I've been to Detroit a few times before.  The Henry Ford Museum.  A quick drive through the downtown on the way to Canada with a stop at GM headquarters for a look. I attended an SAE (Society of Automotive Engineers) convention 10 or so years ago which was held downtown.  On all of these trips I'd sort of avoided the 'donut' - the empty inner suburbs that have been in decline since the 70s and 80s.  Over the last few years I'd read various articles about some of the resurgences occurring in some neighborhoods and it sounded intriguing, and so different to our high priced inner city suburbs. Was it the place to visit while traveling with kids 7 months and 3 years old? Worth finding out.

The approach from Toledo is via a long freeway with high voltage power lines stretching into the distance. As the city nears, the freeway rises above an industrial wasteland.  The scale of industry here, past and present, is phenomenal.  As the city came into view, billowing smoke rose from beside it - an exploded semi oil tanker twitter informed me. Detroit was true to the old stereotypes so far.
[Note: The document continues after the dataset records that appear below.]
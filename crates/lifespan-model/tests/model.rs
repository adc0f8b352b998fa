//! Tests for lifespan-model types.

use chrono::NaiveDate;
use lifespan_model::{Adjustments, Factor, PredictionRequest, PredictionResult};

#[test]
fn request_accepts_nulls_for_optional_fields() {
    let request: PredictionRequest = serde_json::from_str(
        r#"{
            "full_name": null,
            "birth_date": "1985-07-20",
            "gender": null,
            "is_smoker": null,
            "height_cm": null,
            "weight_kg": null,
            "weekly_exercise_mins": null,
            "stress_level": null,
            "country": null
        }"#,
    )
    .expect("deserialize request");
    assert_eq!(request.birth_date, "1985-07-20");
    assert!(request.is_smoker.is_none());
    assert!(request.stress_level.is_none());
}

#[test]
fn request_requires_birth_date() {
    let result: Result<PredictionRequest, _> = serde_json::from_str(r#"{"gender": "male"}"#);
    assert!(result.is_err());
}

#[test]
fn result_serializes_with_iso_dates_and_factor_object() {
    let mut factors = Adjustments::new();
    factors.push(Factor::NonSmokerBonus, 1.5);
    factors.push(Factor::Stress, -1.5);

    let result = PredictionResult {
        name: Some("Ada".to_string()),
        birth_date: NaiveDate::from_ymd_opt(1990, 1, 1).unwrap(),
        current_age_years: 35.0,
        predicted_lifespan_years: 73.3,
        predicted_death_date: NaiveDate::from_ymd_opt(2063, 4, 19).unwrap(),
        remaining_years: 38.3,
        confidence: 72,
        factors,
    };

    let value = serde_json::to_value(&result).expect("serialize result");
    assert_eq!(value["birth_date"], "1990-01-01");
    assert_eq!(value["predicted_death_date"], "2063-04-19");
    assert_eq!(value["confidence"], 72);
    assert_eq!(value["factors"]["non_smoker_bonus"], 1.5);
    assert_eq!(value["factors"]["stress"], -1.5);
}
//! Request normalization for the life expectancy estimator.
//!
//! Turns a raw [`PredictionRequest`](lifespan_model::PredictionRequest) into a
//! [`NormalizedRequest`](lifespan_model::NormalizedRequest):
//!
//! - `date`: ISO birth date parsing and the not-in-the-future guard
//! - `bounds`: hard range checks for numeric fields
//! - `categorical`: lenient country and gender resolution
//! - `bmi`: body-mass index derivation
//!
//! Numeric fields are strict (out of range is an error), categorical fields
//! are lenient (unknown values fall back to a default).

pub mod bmi;
pub mod bounds;
pub mod categorical;
pub mod date;
mod normalize;

pub use bmi::bmi_from;
pub use categorical::{normalize_country, normalize_gender};
pub use date::{parse_birth_date, validate_birth_date};
pub use normalize::normalize_request;
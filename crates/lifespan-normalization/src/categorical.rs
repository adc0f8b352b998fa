//! Lenient resolution of categorical keys.
//!
//! Unknown country or gender values are not errors: they resolve to
//! `global` and `unspecified` respectively.

use lifespan_model::{Country, Gender};
use tracing::debug;

/// Resolve a free-text country key. Missing, blank or unknown keys map to
/// [`Country::Global`].
pub fn normalize_country(raw: Option<&str>) -> Country {
    let Some(raw) = raw else {
        return Country::Global;
    };
    let trimmed = raw.trim();
    if trimmed.is_empty() {
        return Country::Global;
    }
    trimmed.parse().unwrap_or_else(|_| {
        debug!(country = %trimmed, "unknown country, using global baseline");
        Country::Global
    })
}

/// Resolve a free-text gender. Missing or unknown values map to
/// [`Gender::Unspecified`].
pub fn normalize_gender(raw: Option<&str>) -> Gender {
    let Some(raw) = raw else {
        return Gender::Unspecified;
    };
    raw.parse().unwrap_or_else(|_| {
        debug!(gender = %raw.trim(), "unknown gender, treating as unspecified");
        Gender::Unspecified
    })
}
use chrono::NaiveDate;
use lifespan_cli::summary::{countries_table, render_factors, summary_table};
use lifespan_core::{BASELINE_TABLE, predict};
use lifespan_model::{Adjustments, Factor, PredictionRequest};

fn reference_result() -> lifespan_model::PredictionResult {
    let request = PredictionRequest {
        full_name: Some("Reference".to_string()),
        gender: Some("male".to_string()),
        country: Some("usa".to_string()),
        is_smoker: Some(false),
        height_cm: Some(180.0),
        weight_kg: Some(75.0),
        weekly_exercise_mins: Some(200),
        stress_level: Some(2),
        ..PredictionRequest::new("1990-01-01")
    };
    let today = NaiveDate::from_ymd_opt(2025, 6, 15).unwrap();
    predict(&request, today).unwrap()
}

#[test]
fn factor_breakdown_is_aligned() {
    let mut factors = Adjustments::new();
    factors.push(Factor::NonSmokerBonus, 1.5);
    factors.push(Factor::Exercise, 1.5);
    factors.push(Factor::Stress, -1.0);
    factors.push(Factor::Bmi, 1.0);

    insta::assert_snapshot!(render_factors(&factors), @r"
    non_smoker_bonus  +1.50
    exercise          +1.50
    stress            -1.00
    bmi               +1.00
    ");
}

#[test]
fn empty_breakdown_renders_nothing() {
    assert_eq!(render_factors(&Adjustments::new()), "");
}

#[test]
fn summary_table_shows_headline_numbers() {
    let rendered = summary_table(&reference_result()).to_string();
    assert!(rendered.contains("Reference"));
    assert!(rendered.contains("76.20 years"));
    assert!(rendered.contains("2066-03-15"));
    assert!(rendered.contains("75%"));
    assert!(rendered.contains("non_smoker_bonus"));
}

#[test]
fn countries_table_lists_every_baseline() {
    let rendered = countries_table(&BASELINE_TABLE).to_string();
    for baseline in &BASELINE_TABLE {
        assert!(rendered.contains(baseline.country.as_str()));
    }
    assert!(rendered.contains("87.6"));
}
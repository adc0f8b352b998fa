//! Life expectancy estimation core.
//!
//! The flow for one request is:
//!
//! 1. normalize the raw request (`lifespan-normalization`)
//! 2. [`engine::estimate`]: baseline plus [`rules::RULES`], clamped
//! 3. [`assemble::assemble`]: age, remaining years, death date, rounding
//!
//! Nothing here holds state between calls and the only shared data is the
//! immutable [`baseline::BASELINE_TABLE`].
//!
//! # Example
//!
//! ```
//! use chrono::NaiveDate;
//! use lifespan_core::predict;
//! use lifespan_model::PredictionRequest;
//!
//! let today = NaiveDate::from_ymd_opt(2025, 1, 1).unwrap();
//! let result = predict(&PredictionRequest::new("1990-01-01"), today).unwrap();
//! assert!((40.0..=100.0).contains(&result.predicted_lifespan_years));
//! ```

pub mod assemble;
pub mod baseline;
pub mod engine;
pub mod rules;

use chrono::NaiveDate;
use lifespan_model::{PredictionRequest, PredictionResult, ValidationError};
use lifespan_normalization::normalize_request;
use tracing::{debug, info_span};

pub use assemble::assemble;
pub use baseline::{BASELINE_TABLE, CountryBaseline, baseline_years};
pub use engine::{Estimate, estimate};

/// Validate `request` and estimate lifespan as of `today`.
///
/// # Errors
///
/// Returns a [`ValidationError`] if the request is malformed or out of range.
pub fn predict(
    request: &PredictionRequest,
    today: NaiveDate,
) -> Result<PredictionResult, ValidationError> {
    let span = info_span!("predict", today = %today);
    let _guard = span.enter();

    let normalized = normalize_request(request, today)?;
    let estimate = estimate(&normalized);
    debug!(
        country = %normalized.country,
        gender = %normalized.gender,
        baseline_years = estimate.baseline_years,
        lifespan_years = estimate.lifespan_years,
        confidence = estimate.confidence,
        factor_count = estimate.adjustments.len(),
        "estimate computed"
    );
    Ok(assemble(&normalized, &estimate, today))
}
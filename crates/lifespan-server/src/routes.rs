//! HTTP routes.

use axum::extract::State;
use axum::http::Method;
use axum::routing::{get, post};
use axum::{Json, Router};
use lifespan_core::predict;
use lifespan_model::PredictionResult;
use serde_json::{Value, json};
use tower_http::cors::{Any, CorsLayer};
use tower_http::trace::TraceLayer;
use tracing::{info, warn};

use crate::diagnostics::{DiagnosticReport, diagnose};
use crate::error::ApiError;
use crate::extract::PredictBody;
use crate::state::AppState;

/// Build the application router with permissive CORS and request tracing.
pub fn router(state: AppState) -> Router {
    let cors = CorsLayer::new()
        .allow_origin(Any)
        .allow_methods([Method::GET, Method::POST, Method::OPTIONS])
        .allow_headers(Any);

    Router::new()
        .route("/", get(root))
        .route("/health", get(health))
        .route("/api/hello", get(hello))
        .route("/api/predict", post(predict_handler))
        .route("/test", get(diagnostics))
        .layer(TraceLayer::new_for_http())
        .layer(cors)
        .with_state(state)
}

async fn root() -> Json<Value> {
    Json(json!({ "message": "Hello from the life expectancy backend!" }))
}

async fn health() -> &'static str {
    "ok"
}

async fn hello() -> Json<Value> {
    Json(json!({ "message": "Hello from the backend API!" }))
}

async fn predict_handler(
    State(state): State<AppState>,
    PredictBody(request): PredictBody,
) -> Result<Json<PredictionResult>, ApiError> {
    let today = state.clock.today();
    match predict(&request, today) {
        Ok(result) => {
            info!(
                lifespan_years = result.predicted_lifespan_years,
                confidence = result.confidence,
                "prediction served"
            );
            Ok(Json(result))
        }
        Err(error) => {
            warn!(field = %error.field(), "prediction rejected");
            Err(ApiError::Validation(error))
        }
    }
}

async fn diagnostics(State(state): State<AppState>) -> Json<DiagnosticReport> {
    Json(diagnose(state.probe.as_deref(), &state.database_env))
}
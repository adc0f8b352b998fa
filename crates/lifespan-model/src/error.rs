//! Validation error types.
//!
//! Every rejection names the offending field so callers can point the user
//! at the input that needs fixing.

use std::fmt;

use chrono::NaiveDate;
use thiserror::Error;

/// Request field subject to validation.
#[derive(Debug, Clone, Copy, PartialEq, Eq, Hash)]
pub enum Field {
    BirthDate,
    HeightCm,
    WeightKg,
    WeeklyExerciseMins,
    StressLevel,
}

impl Field {
    /// Returns the wire name of the field.
    pub fn as_str(&self) -> &'static str {
        match self {
            Field::BirthDate => "birth_date",
            Field::HeightCm => "height_cm",
            Field::WeightKg => "weight_kg",
            Field::WeeklyExerciseMins => "weekly_exercise_mins",
            Field::StressLevel => "stress_level",
        }
    }
}

impl fmt::Display for Field {
    fn fmt(&self, f: &mut fmt::Formatter<'_>) -> fmt::Result {
        write!(f, "{}", self.as_str())
    }
}

/// A request that cannot be estimated.
#[derive(Debug, Clone, PartialEq, Error)]
pub enum ValidationError {
    /// `birth_date` is not a `YYYY-MM-DD` calendar date.
    #[error("Invalid birth_date format '{value}'. Use YYYY-MM-DD")]
    InvalidBirthDate { value: String },

    /// `birth_date` lies after the evaluation date.
    #[error("birth_date cannot be in the future ({birth_date} is after {today})")]
    FutureBirthDate {
        birth_date: NaiveDate,
        today: NaiveDate,
    },

    /// A numeric field is outside its declared bounds.
    #[error("{field} must be between {min} and {max}, got {value}")]
    OutOfRange {
        field: Field,
        value: f64,
        min: f64,
        max: f64,
    },
}

impl ValidationError {
    /// The field that caused the rejection.
    pub fn field(&self) -> Field {
        match self {
            Self::InvalidBirthDate { .. } | Self::FutureBirthDate { .. } => Field::BirthDate,
            Self::OutOfRange { field, .. } => *field,
        }
    }

    /// Returns true for birth date problems (as opposed to range violations).
    pub fn is_birth_date(&self) -> bool {
        self.field() == Field::BirthDate
    }
}

pub type Result<T> = std::result::Result<T, ValidationError>;

#[cfg(test)]
mod tests {
    use super::*;

    #[test]
    fn out_of_range_message_names_field() {
        let error = ValidationError::OutOfRange {
            field: Field::StressLevel,
            value: 7.0,
            min: 1.0,
            max: 5.0,
        };
        assert_eq!(error.field(), Field::StressLevel);
        assert_eq!(
            error.to_string(),
            "stress_level must be between 1 and 5, got 7"
        );
        assert!(!error.is_birth_date());
    }

    #[test]
    fn future_birth_date_is_a_birth_date_error() {
        let error = ValidationError::FutureBirthDate {
            birth_date: NaiveDate::from_ymd_opt(2030, 1, 1).unwrap(),
            today: NaiveDate::from_ymd_opt(2025, 6, 1).unwrap(),
        };
        assert!(error.is_birth_date());
        assert!(error.to_string().starts_with("birth_date cannot be in the future"));
    }
}
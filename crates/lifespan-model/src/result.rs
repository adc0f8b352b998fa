//! Estimation output types.

use chrono::NaiveDate;
use serde::ser::SerializeMap;
use serde::{Serialize, Serializer};

use crate::enums::Factor;

/// One signed year delta applied to the baseline.
#[derive(Debug, Clone, Copy, PartialEq)]
pub struct Adjustment {
    pub factor: Factor,
    pub years: f64,
}

/// Ordered factor breakdown.
///
/// Insertion order is presentation order. Serializes as a JSON object keyed
/// by factor name, preserving that order.
#[derive(Debug, Clone, Default, PartialEq)]
pub struct Adjustments {
    entries: Vec<Adjustment>,
}

impl Adjustments {
    pub fn new() -> Self {
        Self::default()
    }

    /// Append an adjustment. A second entry for the same factor replaces the
    /// first in place.
    pub fn push(&mut self, factor: Factor, years: f64) {
        match self.entries.iter_mut().find(|entry| entry.factor == factor) {
            Some(entry) => entry.years = years,
            None => self.entries.push(Adjustment { factor, years }),
        }
    }

    pub fn get(&self, factor: Factor) -> Option<f64> {
        self.entries
            .iter()
            .find(|entry| entry.factor == factor)
            .map(|entry| entry.years)
    }

    pub fn contains(&self, factor: Factor) -> bool {
        self.get(factor).is_some()
    }

    /// Sum of all deltas.
    pub fn total(&self) -> f64 {
        self.entries.iter().map(|entry| entry.years).sum()
    }

    pub fn iter(&self) -> impl Iterator<Item = &Adjustment> {
        self.entries.iter()
    }

    pub fn len(&self) -> usize {
        self.entries.len()
    }

    pub fn is_empty(&self) -> bool {
        self.entries.is_empty()
    }

    /// Copy with every delta mapped through `f`.
    pub fn map_years(&self, f: impl Fn(f64) -> f64) -> Self {
        Self {
            entries: self
                .entries
                .iter()
                .map(|entry| Adjustment {
                    factor: entry.factor,
                    years: f(entry.years),
                })
                .collect(),
        }
    }
}

impl FromIterator<Adjustment> for Adjustments {
    fn from_iter<I: IntoIterator<Item = Adjustment>>(iter: I) -> Self {
        let mut adjustments = Self::new();
        for adjustment in iter {
            adjustments.push(adjustment.factor, adjustment.years);
        }
        adjustments
    }
}

impl Serialize for Adjustments {
    fn serialize<S: Serializer>(&self, serializer: S) -> Result<S::Ok, S::Error> {
        let mut map = serializer.serialize_map(Some(self.entries.len()))?;
        for entry in &self.entries {
            map.serialize_entry(entry.factor.as_str(), &entry.years)?;
        }
        map.end()
    }
}

/// The estimate returned to callers. Numeric fields are rounded to two
/// decimals.
#[derive(Debug, Clone, PartialEq, Serialize)]
pub struct PredictionResult {
    pub name: Option<String>,
    pub birth_date: NaiveDate,
    pub current_age_years: f64,
    pub predicted_lifespan_years: f64,
    pub predicted_death_date: NaiveDate,
    pub remaining_years: f64,
    /// Integer score in 50..=90.
    pub confidence: u8,
    pub factors: Adjustments,
}
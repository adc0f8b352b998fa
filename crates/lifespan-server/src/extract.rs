//! Request extractors whose rejections render as [`ApiError`].

use axum::Json;
use axum::extract::{FromRequest, Request};
use lifespan_model::PredictionRequest;
use tracing::warn;

use crate::error::ApiError;

/// JSON body of `POST /api/predict`.
///
/// Decode failures (bad syntax, wrong types, missing `birth_date`) come back
/// in the same `{"detail", "field"}` shape as validation errors.
#[derive(Debug)]
pub struct PredictBody(pub PredictionRequest);

impl<S> FromRequest<S> for PredictBody
where
    S: Send + Sync,
{
    type Rejection = ApiError;

    async fn from_request(req: Request, state: &S) -> Result<Self, Self::Rejection> {
        let Json(request) = Json::<PredictionRequest>::from_request(req, state)
            .await
            .map_err(|rejection| {
                let error = ApiError::from(rejection);
                warn!(
                    field = error.field().unwrap_or("-"),
                    status = error.status().as_u16(),
                    "request body rejected"
                );
                error
            })?;
        Ok(Self(request))
    }
}
//! Source of the evaluation date.

use chrono::{Local, NaiveDate};

/// Supplies "today" for age and death-date computation.
pub trait Clock: Send + Sync {
    fn today(&self) -> NaiveDate;
}

/// Local calendar date of the host.
#[derive(Debug, Clone, Copy, Default)]
pub struct SystemClock;

impl Clock for SystemClock {
    fn today(&self) -> NaiveDate {
        Local::now().date_naive()
    }
}

/// Always returns the same date.
#[derive(Debug, Clone, Copy)]
pub struct FixedClock(pub NaiveDate);

impl Clock for FixedClock {
    fn today(&self) -> NaiveDate {
        self.0
    }
}
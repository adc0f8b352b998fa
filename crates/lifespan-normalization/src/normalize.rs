use chrono::NaiveDate;
use lifespan_model::{NormalizedRequest, PredictionRequest, StressLevel, ValidationError};

use crate::bmi::bmi_from;
use crate::bounds::{HEIGHT_CM, STRESS_LEVEL, WEEKLY_EXERCISE_MINS, WEIGHT_KG, check_optional};
use crate::categorical::{normalize_country, normalize_gender};
use crate::date::{parse_birth_date, validate_birth_date};

const DEFAULT_STRESS_LEVEL: i64 = 3;

/// Validate and default a raw request against the evaluation date `today`.
///
/// Checks run in this order and the first failure is returned:
///
/// 1. `birth_date` parses as `YYYY-MM-DD`
/// 2. numeric fields are inside their bounds
/// 3. `birth_date` is not after `today`
///
/// # Errors
///
/// Returns a [`ValidationError`] identifying the offending field.
pub fn normalize_request(
    request: &PredictionRequest,
    today: NaiveDate,
) -> Result<NormalizedRequest, ValidationError> {
    let birth_date = parse_birth_date(&request.birth_date)?;

    let height_cm = check_optional(&HEIGHT_CM, request.height_cm)?;
    let weight_kg = check_optional(&WEIGHT_KG, request.weight_kg)?;
    let weekly_exercise_mins =
        WEEKLY_EXERCISE_MINS.check_integer(request.weekly_exercise_mins.unwrap_or(0))?;
    let stress_level =
        STRESS_LEVEL.check_integer(request.stress_level.unwrap_or(DEFAULT_STRESS_LEVEL))?;

    validate_birth_date(birth_date, today)?;

    Ok(NormalizedRequest {
        full_name: request.full_name.clone(),
        birth_date,
        gender: normalize_gender(request.gender.as_deref()),
        is_smoker: request.is_smoker.unwrap_or(false),
        height_cm,
        weight_kg,
        bmi: bmi_from(height_cm, weight_kg),
        // Both conversions are infallible after the bound checks above.
        weekly_exercise_mins: u32::try_from(weekly_exercise_mins).unwrap_or_default(),
        stress_level: u8::try_from(stress_level)
            .ok()
            .and_then(StressLevel::new)
            .unwrap_or_default(),
        country: normalize_country(request.country.as_deref()),
    })
}
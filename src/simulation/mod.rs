pub mod dialogue;
pub mod investigation;
pub mod state;
pub mod time;

pub use dialogue::{DialogueError, DialogueSession, DialogueState, DialogueStep, OptionEffects};
pub use investigation::{ConfirmOutcome, Investigation, InvestigationBuilder, InvestigationError};
pub use state::{CaseState, Note};
pub use time::{Clock, ManualClock, SystemClock};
Our first stop was Michigan Central Station, grand and abandoned since the late 1980s and a trademark of Detroit's decline.  I wasn't really prepared for how quiet it was going to be. This was a recurring theme throughout the day. Quietness. Stillness. Birds singing.  It was Sunday morning on a long weekend so maybe that was part of it? On driving away from the station I spied a coffee shop. Not a typical american coffee shop. This one had definite hipster vibes. Starbucks packs a flat white these days, even in Ohio, but my first REAL flat white since leaving home was truly a delight. This hipster hangout could easily have been West End Brisbane but for the lack of anything for miles around.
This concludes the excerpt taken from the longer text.